We downgraded to Celery 4.2.1, kombu 4.5.0 and redis 3.2 and had this manifest multiple times.

We recently upgraded to Celery 4.4.0 and later Celery 4.4.2, and each time this occurred several times more.

We use autoscaling

We do use autoscaling, which various issue logs have said is pseudo-deprecated in Celery 4.x (maybe coming back in 4.5/4.6/5.x). This OperationalError exception tends to occur during peak periods when autoscaling scales us up, but this isn’t always the case.

Other than autoscaling, our configuration is fairly basic: 3 workers for ad-hoc jobs, --autoscale=25,5 and 3 workers processing periodic, scheduled jobs --autoscale=5,1 (6 total worker nodes) with low utilization outside of a few daily spikes.

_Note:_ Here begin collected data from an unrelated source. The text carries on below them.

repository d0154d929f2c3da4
//! Configuration module

mod site;

pub use site::HighlightConfig;
pub use site::SiteConfig;
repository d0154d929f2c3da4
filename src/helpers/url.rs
//! URL helper functions

/// Point relative static asset references at the site root from a page
/// `depth` directories below it.
///
/// Only attribute values that start with `static_dir/` (optionally `./`) are
/// rewritten, e.g. `href="static/css/site.css"` becomes
/// `href="../../static/css/site.css"` for depth 2. Root-relative and absolute
/// URLs already resolve from any depth and are left alone, as is any
/// occurrence of the word in page text.
///
/// # Examples
/// ```ignore
/// relocate_static_refs(r#"<img src="static/a.png">"#, "static", 2)
/// // -> <img src="../../static/a.png">
/// ```
pub fn relocate_static_refs(html: &str, static_dir: &str, depth: usize) -> String {
    if depth == 0 {
        return html.to_string();
    }

    let up = "../".repeat(depth);
    let mut result = html.to_string();
    for quote in ['"', '\''] {
        for prefix in ["", "./"] {
            let from = format!("={}{}{}/", quote, prefix, static_dir);
            let to = format!("={}{}{}/", quote, up, static_dir);
            result = result.replace(&from, &to);
        }
    }
    result
}
//! Content module - posts, front matter, markdown conversion and content sources

pub mod frontmatter;
mod markdown;
mod post;
mod source;

pub use frontmatter::{extract_metadata, strip_metadata, Metadata};
pub use markdown::{BlockTree, MarkdownEngine, MarkdownRenderer};
pub use post::{slug_for, sort_newest_first, ListingEntry, Post, UNKNOWN_DATE};
pub use source::{ContentSource, FsSource, MemorySource};
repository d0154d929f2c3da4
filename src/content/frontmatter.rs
//! Front-matter parsing
//!
//! A front-matter block is a `---` line at the very start of the text, any
//! number of `key: value` lines, and a closing `---` line:
//!
//! ```text
//! ---
//! title: Hello World
//! date: 2024-01-15
//! ---
//! ```
//!
//! The opening delimiter must sit at offset 0. Leading whitespace before it
//! is not tolerated, and an opening delimiter without a closing one means
//! there is no front matter at all.

use indexmap::IndexMap;

/// Front-matter key/value pairs, in the order they were declared
pub type Metadata = IndexMap<String, String>;

/// Extract the front-matter mapping. Text without a block yields an empty map.
pub fn extract_metadata(text: &str) -> Metadata {
    match find_block(text) {
        Some((block, _)) => parse_block(block),
        None => Metadata::new(),
    }
}

/// Remove the front-matter block and any whitespace following it.
/// Text without a block is returned unchanged.
pub fn strip_metadata(text: &str) -> &str {
    match find_block(text) {
        Some((_, rest)) => rest.trim_start(),
        None => text,
    }
}

/// Extract and strip with a single scan
pub fn split(text: &str) -> (Metadata, &str) {
    match find_block(text) {
        Some((block, rest)) => (parse_block(block), rest.trim_start()),
        None => (Metadata::new(), text),
    }
}

/// Returns the lines between the delimiters and everything after the closing one
fn find_block(text: &str) -> Option<(&str, &str)> {
    let mut lines = text.split_inclusive('\n');

    let opening = lines.next()?;
    if !opening.ends_with('\n') || !is_delimiter(opening) {
        return None;
    }

    let block_start = opening.len();
    let mut offset = block_start;
    for line in lines {
        if is_delimiter(line) {
            return Some((&text[block_start..offset], &text[offset + line.len()..]));
        }
        offset += line.len();
    }

    None
}

fn is_delimiter(line: &str) -> bool {
    line.trim_end() == "---"
}

fn parse_block(block: &str) -> Metadata {
    let mut metadata = Metadata::new();
    for line in block.lines() {
        // Lines without a colon carry no pair
        if let Some((key, value)) = line.split_once(':') {
            metadata.insert(key.trim().to_string(), value.trim().to_string());
        }
    }
    metadata
}
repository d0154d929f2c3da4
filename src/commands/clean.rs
//! Clean the public directory

use anyhow::{Context, Result};

use crate::helpers::fs::remove_tree;
use crate::Site;

/// Remove the public directory
pub fn run(site: &Site) -> Result<()> {
    let removed = remove_tree(&site.public_dir)
        .map_err(|e| e.source)
        .with_context(|| format!("Failed to clean {:?}", site.public_dir))?;

    if removed {
        tracing::info!("Deleted: {:?}", site.public_dir);
    }

    Ok(())
}

#[cfg(test)]
mod tests {
    use super::*;
    use std::fs;

    #[test]
    fn test_clean() {
        let dir = tempfile::tempdir().unwrap();
        let site = Site::new(dir.path()).unwrap();
        fs::create_dir_all(site.public_dir.join("posts/a")).unwrap();
        fs::write(site.public_dir.join("posts/a/index.html"), "x").unwrap();

        run(&site).unwrap();
        assert!(!site.public_dir.exists());

        // Nothing left to clean is fine
        run(&site).unwrap();
    }
}
//! List site content

use anyhow::Result;

use crate::content::ListingEntry;
use crate::generator::collect_listing;
use crate::report::TracingReporter;
use crate::Site;

/// Posts in the order the index page lists them
pub fn posts(site: &Site) -> Result<Vec<ListingEntry>> {
    Ok(collect_listing(&site.source(), &TracingReporter)?)
}

/// Print the posts, newest first
pub fn run(site: &Site) -> Result<()> {
    let posts = posts(site)?;
    println!("Posts ({}):", posts.len());
    for post in posts {
        println!("  {} - {} [{}]", post.display_date(), post.title, post.link());
    }
    Ok(())
}
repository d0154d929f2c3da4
//! mdpress: a small static site generator
//!
//! Markdown posts with a front-matter header, a couple of named page bodies
//! and one HTML page shell with `{{placeholder}}` slots are assembled into a
//! ready-to-serve directory tree.

pub mod commands;
pub mod config;
pub mod content;
pub mod error;
pub mod generator;
pub mod helpers;
pub mod report;
pub mod templates;

use anyhow::Result;
use std::path::{Component, Path, PathBuf};

pub use error::BuildError;
pub use generator::{BuildSummary, Generator};

/// Name of the site configuration file
pub const CONFIG_FILE: &str = "_config.yml";

/// A site directory and its configuration
#[derive(Debug, Clone)]
pub struct Site {
    /// Site configuration
    pub config: config::SiteConfig,
    /// Base directory
    pub base_dir: PathBuf,
    /// Public (output) directory
    pub public_dir: PathBuf,
}

impl Site {
    /// Open the site in a directory, reading `_config.yml` when present
    pub fn new<P: AsRef<Path>>(base_dir: P) -> Result<Self> {
        let base_dir = base_dir.as_ref().to_path_buf();
        let config_path = base_dir.join(CONFIG_FILE);

        let config = if config_path.exists() {
            config::SiteConfig::load(&config_path)?
        } else {
            tracing::debug!("No {} in {:?}, using defaults", CONFIG_FILE, base_dir);
            config::SiteConfig::default()
        };

        Self::with_config(base_dir, config)
    }

    /// Open the site with an explicit configuration.
    ///
    /// Fails when the output directory would overlap the site itself, since
    /// every build deletes it first.
    pub fn with_config<P: AsRef<Path>>(base_dir: P, config: config::SiteConfig) -> Result<Self> {
        let base_dir = base_dir.as_ref().to_path_buf();
        let public_dir = base_dir.join(&config.public_dir);
        check_public_dir(&base_dir, &public_dir, &config)?;
        Ok(Self {
            config,
            base_dir,
            public_dir,
        })
    }

    /// Content source reading from this site's directories
    pub fn source(&self) -> content::FsSource {
        content::FsSource::new(&self.base_dir, &self.config)
    }

    /// Initialize a new site
    pub fn init(&self) -> Result<()> {
        commands::init::run(self)
    }

    /// Generate the static site
    pub fn generate(&self) -> Result<BuildSummary> {
        commands::generate::run(self)
    }

    /// Clean the public directory
    pub fn clean(&self) -> Result<()> {
        commands::clean::run(self)
    }

    /// Create a new post
    pub fn new_post(&self, title: &str) -> Result<PathBuf> {
        commands::new::run(self, title)
    }
}

/// The output directory must not be the site directory, one of its
/// ancestors, or hold any of the source directories.
fn check_public_dir(base_dir: &Path, public_dir: &Path, config: &config::SiteConfig) -> Result<()> {
    let base = normalize(base_dir);
    let public = normalize(public_dir);

    if base.starts_with(&public) {
        anyhow::bail!(
            "public_dir {:?} would remove the site directory {:?} on every build",
            config.public_dir,
            base_dir
        );
    }

    let sources = [
        ("content_dir", &config.content_dir),
        ("templates_dir", &config.templates_dir),
        ("static_dir", &config.static_dir),
    ];
    for (field, dir) in sources {
        if normalize(&base_dir.join(dir)).starts_with(&public) {
            anyhow::bail!(
                "public_dir {:?} overlaps {} {:?}, which would be removed on every build",
                config.public_dir,
                field,
                dir
            );
        }
    }

    Ok(())
}

/// Resolve `.` and `..` without touching the filesystem
fn normalize(path: &Path) -> PathBuf {
    let mut out = PathBuf::new();
    for component in path.components() {
        match component {
            Component::CurDir => {}
            Component::ParentDir => {
                if !out.pop() {
                    out.push(component);
                }
            }
            other => out.push(other),
        }
    }
    out
}
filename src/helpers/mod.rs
//! Helper functions for the generator
//!
//! Listing markup, static reference rewriting and ordered tree walks.

pub mod fs;
mod list;
mod url;

pub use list::*;
pub use url::*;
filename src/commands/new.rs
//! Create a new post

use anyhow::Result;
use std::fs;
use std::path::PathBuf;

use crate::content::Metadata;
use crate::templates::Template;
use crate::Site;

/// Scaffold used when the site has no `scaffolds/post.md`
const DEFAULT_SCAFFOLD: &str = "---\ntitle: {{title}}\ndate: {{date}}\n---\n\n";

/// Create a new post in the posts directory and return its path.
///
/// The date is written as `YYYY-MM-DD`, the format the post listing sorts
/// correctly.
pub fn run(site: &Site, title: &str) -> Result<PathBuf> {
    let today = chrono::Local::now().format("%Y-%m-%d").to_string();
    create_post(site, title, &today)
}

fn create_post(site: &Site, title: &str, date: &str) -> Result<PathBuf> {
    let source = site.source();
    let target_dir = source.posts_dir();
    fs::create_dir_all(target_dir)?;

    let slug = slug::slugify(title);
    if slug.is_empty() {
        anyhow::bail!("Cannot derive a file name from title {:?}", title);
    }

    let filename = site
        .config
        .new_post_name
        .replace(":title", &slug)
        .replace(":year", &date[..4.min(date.len())]);
    let file_path = target_dir.join(filename);

    if file_path.exists() {
        anyhow::bail!("File already exists: {:?}", file_path);
    }

    let scaffold_path = site.base_dir.join("scaffolds/post.md");
    let scaffold = if scaffold_path.exists() {
        Template::from_file(&scaffold_path)?
    } else {
        Template::new(DEFAULT_SCAFFOLD)
    };

    let mut values = Metadata::new();
    values.insert("title".to_string(), title.to_string());
    values.insert("date".to_string(), date.to_string());
    fs::write(&file_path, scaffold.render(&values))?;

    tracing::info!("Created: {:?}", file_path);
    Ok(file_path)
}

#[cfg(test)]
mod tests {
    use super::*;
    use crate::content::extract_metadata;

    #[test]
    fn test_create_post() {
        let dir = tempfile::tempdir().unwrap();
        let site = Site::new(dir.path()).unwrap();

        let path = create_post(&site, "Hello, World!", "2024-07-04").unwrap();
        assert_eq!(path, dir.path().join("content/posts/hello-world.md"));

        let metadata = extract_metadata(&fs::read_to_string(&path).unwrap());
        assert_eq!(metadata["title"], "Hello, World!");
        assert_eq!(metadata["date"], "2024-07-04");
    }

    #[test]
    fn test_existing_post_is_not_overwritten() {
        let dir = tempfile::tempdir().unwrap();
        let site = Site::new(dir.path()).unwrap();

        create_post(&site, "Twice", "2024-01-01").unwrap();
        assert!(create_post(&site, "Twice", "2024-01-02").is_err());
    }

    #[test]
    fn test_site_scaffold() {
        let dir = tempfile::tempdir().unwrap();
        fs::create_dir_all(dir.path().join("scaffolds")).unwrap();
        fs::write(
            dir.path().join("scaffolds/post.md"),
            "---\ntitle: {{title}}\ndate: {{date}}\ndescription:\n---\n\nWrite here.\n",
        )
        .unwrap();
        let site = Site::new(dir.path()).unwrap();

        let path = create_post(&site, "Scaffolded", "2024-01-01").unwrap();
        let text = fs::read_to_string(path).unwrap();
        assert!(text.ends_with("Write here.\n"));
        assert!(text.contains("title: Scaffolded\n"));
    }
}
//! Build diagnostics
//!
//! Every per-phase and per-item message of a build goes through a
//! [`Reporter`] handed to the generator by its caller, so the same events can
//! end up in `tracing` output or be asserted on in tests.

use std::cell::RefCell;

/// Severity of a reported event
#[derive(Debug, Clone, Copy, PartialEq, Eq)]
pub enum Level {
    Info,
    Warn,
    Error,
}

/// Sink for build diagnostics
pub trait Reporter {
    fn info(&self, message: &str);
    fn warn(&self, message: &str);
    fn error(&self, message: &str);
}

/// Forwards every event to `tracing`
#[derive(Debug, Default, Clone, Copy)]
pub struct TracingReporter;

impl Reporter for TracingReporter {
    fn info(&self, message: &str) {
        tracing::info!("{}", message);
    }

    fn warn(&self, message: &str) {
        tracing::warn!("{}", message);
    }

    fn error(&self, message: &str) {
        tracing::error!("{}", message);
    }
}

/// Keeps every event in memory
#[derive(Debug, Default)]
pub struct RecordingReporter {
    events: RefCell<Vec<(Level, String)>>,
}

impl RecordingReporter {
    pub fn new() -> Self {
        Self::default()
    }

    /// All events recorded so far, oldest first
    pub fn events(&self) -> Vec<(Level, String)> {
        self.events.borrow().clone()
    }

    /// Messages recorded at the given level
    pub fn messages(&self, level: Level) -> Vec<String> {
        self.events
            .borrow()
            .iter()
            .filter(|(l, _)| *l == level)
            .map(|(_, m)| m.clone())
            .collect()
    }

    fn push(&self, level: Level, message: &str) {
        self.events.borrow_mut().push((level, message.to_string()));
    }
}

impl Reporter for RecordingReporter {
    fn info(&self, message: &str) {
        self.push(Level::Info, message);
    }

    fn warn(&self, message: &str) {
        self.push(Level::Warn, message);
    }

    fn error(&self, message: &str) {
        self.push(Level::Error, message);
    }
}

#[cfg(test)]
mod tests {
    use super::*;

    #[test]
    fn test_recording_reporter_keeps_order_and_levels() {
        let reporter = RecordingReporter::new();
        reporter.info("one");
        reporter.warn("two");
        reporter.error("three");

        assert_eq!(
            reporter.events(),
            vec![
                (Level::Info, "one".to_string()),
                (Level::Warn, "two".to_string()),
                (Level::Error, "three".to_string()),
            ]
        );
        assert_eq!(reporter.messages(Level::Warn), vec!["two".to_string()]);
    }
}
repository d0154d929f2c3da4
//! CLI commands

pub mod clean;
pub mod generate;
pub mod init;
pub mod list;
pub mod new;
//! Content sources
//!
//! The generator never touches the source tree directly. It asks a
//! [`ContentSource`] for post names, post text, named page bodies, templates
//! and the static asset root, so builds can run against a site directory or
//! against in-memory fixtures.

use indexmap::IndexMap;
use std::fs;
use std::io;
use std::path::{Path, PathBuf};
use walkdir::WalkDir;

use crate::config::SiteConfig;

/// Provides everything a build reads
pub trait ContentSource {
    /// File names of eligible posts, sorted by name.
    /// A missing posts directory is an empty list, not an error.
    fn post_names(&self) -> io::Result<Vec<String>>;

    /// Raw text of one post
    fn read_post(&self, name: &str) -> io::Result<String>;

    /// Raw text of a named page body such as `about.html`
    fn read_named(&self, name: &str) -> io::Result<String>;

    /// Raw text of a template such as `base.html`
    fn read_template(&self, name: &str) -> io::Result<String>;

    /// Root of the static asset tree, if there is one
    fn static_root(&self) -> Option<PathBuf>;

    /// Extension (without the dot) that makes a file a post
    fn post_extension(&self) -> &str;
}

/// Reads content from a site directory laid out per [`SiteConfig`]
#[derive(Debug, Clone)]
pub struct FsSource {
    content_dir: PathBuf,
    posts_dir: PathBuf,
    templates_dir: PathBuf,
    static_dir: PathBuf,
    post_extension: String,
}

impl FsSource {
    /// Create a source rooted at `base_dir`
    pub fn new<P: AsRef<Path>>(base_dir: P, config: &SiteConfig) -> Self {
        let base_dir = base_dir.as_ref();
        let content_dir = base_dir.join(&config.content_dir);
        Self {
            posts_dir: content_dir.join(&config.posts_dir),
            content_dir,
            templates_dir: base_dir.join(&config.templates_dir),
            static_dir: base_dir.join(&config.static_dir),
            post_extension: config.post_extension.clone(),
        }
    }

    /// Directory the posts are read from
    pub fn posts_dir(&self) -> &Path {
        &self.posts_dir
    }

    /// Every directory whose contents affect a build
    pub fn watched_dirs(&self) -> Vec<&Path> {
        vec![&self.content_dir, &self.templates_dir, &self.static_dir]
    }

    fn is_post(&self, path: &Path) -> bool {
        path.extension()
            .and_then(|e| e.to_str())
            .map(|e| e == self.post_extension)
            .unwrap_or(false)
    }
}

impl ContentSource for FsSource {
    fn post_names(&self) -> io::Result<Vec<String>> {
        if !self.posts_dir.is_dir() {
            return Ok(Vec::new());
        }

        let mut names = Vec::new();
        for entry in WalkDir::new(&self.posts_dir)
            .min_depth(1)
            .max_depth(1)
            .sort_by_file_name()
        {
            let entry = entry.map_err(io::Error::from)?;
            if !entry.file_type().is_file() || !self.is_post(entry.path()) {
                continue;
            }
            if let Some(name) = entry.file_name().to_str() {
                names.push(name.to_string());
            } else {
                tracing::warn!("Skipping post with non UTF-8 name: {:?}", entry.path());
            }
        }

        Ok(names)
    }

    fn read_post(&self, name: &str) -> io::Result<String> {
        fs::read_to_string(self.posts_dir.join(name))
    }

    fn read_named(&self, name: &str) -> io::Result<String> {
        fs::read_to_string(self.content_dir.join(name))
    }

    fn read_template(&self, name: &str) -> io::Result<String> {
        fs::read_to_string(self.templates_dir.join(name))
    }

    fn static_root(&self) -> Option<PathBuf> {
        self.static_dir.is_dir().then(|| self.static_dir.clone())
    }

    fn post_extension(&self) -> &str {
        &self.post_extension
    }
}

/// In-memory content, mostly for tests
#[derive(Debug, Clone, Default)]
pub struct MemorySource {
    posts: IndexMap<String, String>,
    named: IndexMap<String, String>,
    templates: IndexMap<String, String>,
    static_root: Option<PathBuf>,
    post_extension: String,
}

impl MemorySource {
    pub fn new() -> Self {
        Self {
            post_extension: "md".to_string(),
            ..Default::default()
        }
    }

    pub fn with_post(mut self, name: &str, raw: &str) -> Self {
        self.posts.insert(name.to_string(), raw.to_string());
        self
    }

    pub fn with_named(mut self, name: &str, raw: &str) -> Self {
        self.named.insert(name.to_string(), raw.to_string());
        self
    }

    pub fn with_template(mut self, name: &str, raw: &str) -> Self {
        self.templates.insert(name.to_string(), raw.to_string());
        self
    }

    pub fn with_static_root<P: Into<PathBuf>>(mut self, root: P) -> Self {
        self.static_root = Some(root.into());
        self
    }
}

fn not_found(kind: &str, name: &str) -> io::Error {
    io::Error::new(io::ErrorKind::NotFound, format!("{} not found: {}", kind, name))
}

impl ContentSource for MemorySource {
    fn post_names(&self) -> io::Result<Vec<String>> {
        let suffix = format!(".{}", self.post_extension);
        let mut names: Vec<String> = self
            .posts
            .keys()
            .filter(|name| name.ends_with(&suffix))
            .cloned()
            .collect();
        names.sort();
        Ok(names)
    }

    fn read_post(&self, name: &str) -> io::Result<String> {
        self.posts
            .get(name)
            .cloned()
            .ok_or_else(|| not_found("post", name))
    }

    fn read_named(&self, name: &str) -> io::Result<String> {
        self.named
            .get(name)
            .cloned()
            .ok_or_else(|| not_found("content", name))
    }

    fn read_template(&self, name: &str) -> io::Result<String> {
        self.templates
            .get(name)
            .cloned()
            .ok_or_else(|| not_found("template", name))
    }

    fn static_root(&self) -> Option<PathBuf> {
        self.static_root.clone()
    }

    fn post_extension(&self) -> &str {
        &self.post_extension
    }
}
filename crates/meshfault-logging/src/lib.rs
//! Structured logging for meshfault
//!
//! Installs a global `tracing` subscriber configured from a [`LogConfig`]:
//! human-readable or JSONL console output on stderr, plus optional JSONL
//! file output. Console output stays on stderr so simulation results
//! printed on stdout remain clean.
//!
//! # Quick Start
//!
//! ```ignore
//! use meshfault_logging::{MeshSubscriberBuilder, LogConfig};
//!
//! // Pretty console output with defaults
//! let _guard = MeshSubscriberBuilder::new().init()?;
//!
//! // JSONL for log aggregation
//! let _guard = MeshSubscriberBuilder::new()
//!     .with_config(LogConfig::default())
//!     .with_json(true)
//!     .init()?;
//! ```
//!
//! # Run Correlation
//!
//! Every simulation run opens a [`spans::SIMULATION_RUN`] span carrying its
//! run id; JSONL output includes the span list on each event.

pub mod config;
pub mod context;

pub use config::{ConsoleConfig, FileConfig, JsonlConfig, LogConfig, RotationStrategy};
pub use context::spans;

use std::fs::{self, File};
use std::io;

use thiserror::Error;
use tracing_appender::non_blocking::{NonBlocking, WorkerGuard};
use tracing_appender::rolling::{RollingFileAppender, Rotation};
use tracing_subscriber::{EnvFilter, Registry, layer::SubscriberExt, util::SubscriberInitExt};

/// Errors raised while installing the subscriber
#[derive(Debug, Error)]
pub enum LoggingError {
    #[error("Invalid log filter {directives:?}: {source}")]
    InvalidFilter {
        directives: String,
        #[source]
        source: tracing_subscriber::filter::ParseError,
    },

    #[error("Failed to prepare log file: {0}")]
    Io(#[from] io::Error),

    #[error("Failed to install tracing subscriber: {0}")]
    InstallFailed(#[from] tracing_subscriber::util::TryInitError),
}

/// Builder for configuring and initializing the meshfault subscriber
pub struct MeshSubscriberBuilder {
    config: LogConfig,
}

impl MeshSubscriberBuilder {
    /// Create a new subscriber builder with default configuration
    pub fn new() -> Self {
        Self {
            config: LogConfig::default(),
        }
    }

    /// Use a specific configuration
    pub fn with_config(mut self, config: LogConfig) -> Self {
        self.config = config;
        self
    }

    /// Set the default log level
    pub fn with_level(mut self, level: impl Into<String>) -> Self {
        self.config.default_level = level.into();
        self
    }

    /// Switch console output between JSONL and pretty
    pub fn with_json(mut self, json: bool) -> Self {
        self.config.console.pretty = !json;
        self
    }

    /// Enable or disable console output
    pub fn with_console(mut self, enabled: bool) -> Self {
        self.config.console.enabled = enabled;
        self
    }

    /// Configure file output
    pub fn with_file_output(mut self, config: FileConfig) -> Self {
        self.config.file = Some(config);
        self
    }

    /// Build the level filter; `RUST_LOG` wins over the configuration
    pub fn env_filter(&self) -> Result<EnvFilter, LoggingError> {
        if let Ok(filter) = EnvFilter::try_from_default_env() {
            return Ok(filter);
        }
        let directives = self.config.directives();
        EnvFilter::try_new(&directives)
            .map_err(|source| LoggingError::InvalidFilter { directives, source })
    }

    /// Initialize the subscriber globally
    ///
    /// Returns a guard when file output is enabled; keep it alive for the
    /// duration of the program so buffered lines get flushed.
    pub fn init(self) -> Result<Option<WorkerGuard>, LoggingError> {
        let env_filter = self.env_filter()?;
        let registry = Registry::default().with(env_filter);
        let jsonl = &self.config.jsonl;

        match (
            self.config.console.enabled,
            self.config.console.pretty,
            self.config.file.as_ref(),
        ) {
            // Pretty console + file
            (true, true, Some(file_config)) => {
                let (writer, guard) = file_writer(file_config)?;
                let console_layer = tracing_subscriber::fmt::layer()
                    .with_writer(io::stderr)
                    .with_ansi(self.config.console.ansi)
                    .with_target(true);
                let file_layer = tracing_subscriber::fmt::layer()
                    .json()
                    .with_current_span(true)
                    .with_span_list(jsonl.include_spans)
                    .flatten_event(jsonl.flatten_events)
                    .with_file(jsonl.include_location)
                    .with_line_number(jsonl.include_location)
                    .with_writer(writer);
                registry.with(console_layer).with(file_layer).try_init()?;
                Ok(Some(guard))
            }

            // JSONL console + file
            (true, false, Some(file_config)) => {
                let (writer, guard) = file_writer(file_config)?;
                let console_layer = tracing_subscriber::fmt::layer()
                    .json()
                    .with_current_span(true)
                    .with_span_list(jsonl.include_spans)
                    .flatten_event(jsonl.flatten_events)
                    .with_file(jsonl.include_location)
                    .with_line_number(jsonl.include_location)
                    .with_writer(io::stderr);
                let file_layer = tracing_subscriber::fmt::layer()
                    .json()
                    .with_current_span(true)
                    .with_span_list(jsonl.include_spans)
                    .flatten_event(jsonl.flatten_events)
                    .with_file(jsonl.include_location)
                    .with_line_number(jsonl.include_location)
                    .with_writer(writer);
                registry.with(console_layer).with(file_layer).try_init()?;
                Ok(Some(guard))
            }

            // Pretty console only (DEFAULT)
            (true, true, None) => {
                let console_layer = tracing_subscriber::fmt::layer()
                    .with_writer(io::stderr)
                    .with_ansi(self.config.console.ansi)
                    .with_target(true);
                registry.with(console_layer).try_init()?;
                Ok(None)
            }

            // JSONL console only
            (true, false, None) => {
                let console_layer = tracing_subscriber::fmt::layer()
                    .json()
                    .with_current_span(true)
                    .with_span_list(jsonl.include_spans)
                    .flatten_event(jsonl.flatten_events)
                    .with_file(jsonl.include_location)
                    .with_line_number(jsonl.include_location)
                    .with_writer(io::stderr);
                registry.with(console_layer).try_init()?;
                Ok(None)
            }

            // File only
            (false, _, Some(file_config)) => {
                let (writer, guard) = file_writer(file_config)?;
                let file_layer = tracing_subscriber::fmt::layer()
                    .json()
                    .with_current_span(true)
                    .with_span_list(jsonl.include_spans)
                    .flatten_event(jsonl.flatten_events)
                    .with_file(jsonl.include_location)
                    .with_line_number(jsonl.include_location)
                    .with_writer(writer);
                registry.with(file_layer).try_init()?;
                Ok(Some(guard))
            }

            // Nothing to output
            (false, _, None) => Ok(None),
        }
    }
}

impl Default for MeshSubscriberBuilder {
    fn default() -> Self {
        Self::new()
    }
}

/// Non-blocking writer for file output; truncates for `Never`, appends otherwise
fn file_writer(file_config: &FileConfig) -> Result<(NonBlocking, WorkerGuard), LoggingError> {
    fs::create_dir_all(&file_config.directory)?;
    let pair = match file_config.rotation {
        RotationStrategy::Never => {
            let file_path = file_config
                .directory
                .join(format!("{}.log", file_config.prefix));
            tracing_appender::non_blocking(File::create(file_path)?)
        }
        RotationStrategy::Daily => tracing_appender::non_blocking(RollingFileAppender::new(
            Rotation::DAILY,
            &file_config.directory,
            &file_config.prefix,
        )),
        RotationStrategy::Hourly => tracing_appender::non_blocking(RollingFileAppender::new(
            Rotation::HOURLY,
            &file_config.directory,
            &file_config.prefix,
        )),
    };
    Ok(pair)
}

#[cfg(test)]
mod tests {
    use super::*;

    #[test]
    fn test_builder_overrides() {
        let builder = MeshSubscriberBuilder::new()
            .with_level("trace")
            .with_json(true)
            .with_console(false);
        assert_eq!(builder.config.default_level, "trace");
        assert!(!builder.config.console.pretty);
        assert!(!builder.config.console.enabled);
    }

    #[test]
    fn test_invalid_level_is_reported() {
        // Only meaningful when RUST_LOG does not override the configuration
        if std::env::var_os("RUST_LOG").is_some() {
            return;
        }
        let builder = MeshSubscriberBuilder::new().with_level("meshfault=notalevel");
        assert!(matches!(
            builder.env_filter(),
            Err(LoggingError::InvalidFilter { .. })
        ));
    }

    #[test]
    fn test_file_writer_creates_log_file() {
        let dir = tempfile::tempdir().unwrap();
        let config = FileConfig {
            directory: dir.path().join("nested"),
            prefix: "run".to_string(),
            rotation: RotationStrategy::Never,
        };
        let (_writer, _guard) = file_writer(&config).unwrap();
        assert!(dir.path().join("nested").join("run.log").exists());
    }

    #[test]
    fn test_disabled_output_installs_nothing() {
        let guard = MeshSubscriberBuilder::new()
            .with_console(false)
            .init()
            .unwrap();
        assert!(guard.is_none());
    }
}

I’ll continue investigating for patterns or anomalies.

This has reproduced twice since deploying celery 4.4.2 and kombu 4.6.8 for us. I’ll update here if I find more information.

We’re deploying celery==4.4.2 and kombu==4.6.8 today, but I don’t expect this will manifest right away (for us, it’s not reliably reproducible and usually takes some time).

We have also seen this with: celery==4.4.0 kombu==4.6.7 redis==3.4.1

and

kombu==4.5.0 celery==4.3.0 redis==3.2.1

Our experience has been that this runs for a period of time (anywhere from ~6 days to 28 days) successfully before a worker fails out and stops consuming tasks. We’ve ruled out timeout is 0 and memory policy is allkeys-lru.


Today, I was inspecting the "_kombu.binding.reply.celery.pidbox" key and noticed it is transient and seems to only be set while workers are processing tasks (i.e. I only see it in Redis when workers are processing tasks). When it exists in Redis, I observe it has no expiration and is a set:

> TTL "_kombu.binding.reply.celery.pidbox"
(integer) -1
> TYPE "_kombu.binding.reply.celery.pidbox"
set

This would suggest that the key is explicitly created and deleted OR, as @staticfox noted, the set is losing all members and being deleted by Redis, but Celery expects it to exist.

I also found this old issue log, https://github.com/celery/kombu/issues/226, which pointed to fanout_prefix and fanout_patterns in broker_transport_options. I believe this only affects shared Redis clusters for multiple Celery apps (we are the only tenant on ours)?

This does not appear to be set in our app when initializing via celery.config_from_object:

print(celery_ctx.celery.conf.humanize(with_defaults=True))
...
broker_transport_options: {
 }
...

@auvipy - should this be re-opened based on recent reports?

kombu==4.6.3 fixed it for me – had the same issue with Celery worker crashing.